Records to process:
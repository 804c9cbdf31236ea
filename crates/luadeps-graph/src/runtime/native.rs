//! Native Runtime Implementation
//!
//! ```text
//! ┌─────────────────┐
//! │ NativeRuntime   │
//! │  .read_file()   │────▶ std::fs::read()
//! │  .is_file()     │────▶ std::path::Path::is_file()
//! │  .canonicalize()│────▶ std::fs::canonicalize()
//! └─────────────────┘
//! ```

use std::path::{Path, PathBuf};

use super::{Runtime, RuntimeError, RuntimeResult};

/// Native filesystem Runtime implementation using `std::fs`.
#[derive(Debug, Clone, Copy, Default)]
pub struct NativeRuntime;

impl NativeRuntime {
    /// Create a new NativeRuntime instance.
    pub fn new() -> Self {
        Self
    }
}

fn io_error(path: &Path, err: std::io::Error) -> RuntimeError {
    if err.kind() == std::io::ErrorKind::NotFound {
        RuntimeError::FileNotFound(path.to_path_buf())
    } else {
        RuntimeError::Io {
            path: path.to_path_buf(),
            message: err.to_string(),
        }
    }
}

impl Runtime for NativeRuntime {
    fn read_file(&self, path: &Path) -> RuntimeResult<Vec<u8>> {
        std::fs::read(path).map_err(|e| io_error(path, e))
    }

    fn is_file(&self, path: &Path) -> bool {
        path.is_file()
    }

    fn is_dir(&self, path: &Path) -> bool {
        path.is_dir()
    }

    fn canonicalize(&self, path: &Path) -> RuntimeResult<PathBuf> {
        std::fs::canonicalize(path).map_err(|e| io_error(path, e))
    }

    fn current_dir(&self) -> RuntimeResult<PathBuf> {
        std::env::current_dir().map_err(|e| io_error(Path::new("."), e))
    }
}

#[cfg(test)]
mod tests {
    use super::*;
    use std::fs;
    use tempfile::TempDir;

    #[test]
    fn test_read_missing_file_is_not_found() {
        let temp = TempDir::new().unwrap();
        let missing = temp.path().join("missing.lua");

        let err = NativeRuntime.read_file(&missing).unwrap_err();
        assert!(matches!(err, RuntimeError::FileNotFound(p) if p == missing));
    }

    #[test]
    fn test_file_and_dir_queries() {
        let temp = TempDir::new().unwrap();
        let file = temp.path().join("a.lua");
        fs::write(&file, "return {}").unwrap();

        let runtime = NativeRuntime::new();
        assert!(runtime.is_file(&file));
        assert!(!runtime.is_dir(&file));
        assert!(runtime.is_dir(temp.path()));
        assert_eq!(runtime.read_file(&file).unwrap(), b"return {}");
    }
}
--
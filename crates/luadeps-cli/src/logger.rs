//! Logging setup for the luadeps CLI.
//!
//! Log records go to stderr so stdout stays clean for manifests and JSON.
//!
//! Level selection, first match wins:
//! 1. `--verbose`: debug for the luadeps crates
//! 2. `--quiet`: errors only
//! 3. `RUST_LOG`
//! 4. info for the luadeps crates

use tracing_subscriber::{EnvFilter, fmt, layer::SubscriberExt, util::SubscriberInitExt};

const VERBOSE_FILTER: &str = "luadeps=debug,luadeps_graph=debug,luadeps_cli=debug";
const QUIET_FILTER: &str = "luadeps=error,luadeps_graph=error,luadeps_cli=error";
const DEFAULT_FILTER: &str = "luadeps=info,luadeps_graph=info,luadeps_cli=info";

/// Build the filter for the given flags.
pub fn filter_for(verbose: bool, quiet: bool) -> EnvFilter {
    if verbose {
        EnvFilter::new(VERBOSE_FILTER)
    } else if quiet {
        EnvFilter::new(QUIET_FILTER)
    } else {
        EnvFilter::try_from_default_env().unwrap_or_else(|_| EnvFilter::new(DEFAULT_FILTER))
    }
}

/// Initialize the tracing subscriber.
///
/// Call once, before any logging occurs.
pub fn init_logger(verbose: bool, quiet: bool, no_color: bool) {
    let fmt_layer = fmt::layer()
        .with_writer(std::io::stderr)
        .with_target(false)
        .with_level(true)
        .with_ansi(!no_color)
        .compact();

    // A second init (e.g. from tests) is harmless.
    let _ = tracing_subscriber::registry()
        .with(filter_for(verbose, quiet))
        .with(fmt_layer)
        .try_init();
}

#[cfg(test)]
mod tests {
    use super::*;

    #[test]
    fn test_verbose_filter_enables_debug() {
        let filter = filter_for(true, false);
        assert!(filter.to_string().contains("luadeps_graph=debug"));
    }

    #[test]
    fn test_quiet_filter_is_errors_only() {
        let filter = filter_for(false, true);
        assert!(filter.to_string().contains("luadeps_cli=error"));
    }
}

Exercise aim:
Among the entries above, tally each line with the string "contains" and state that figure only.

Exercise output:
2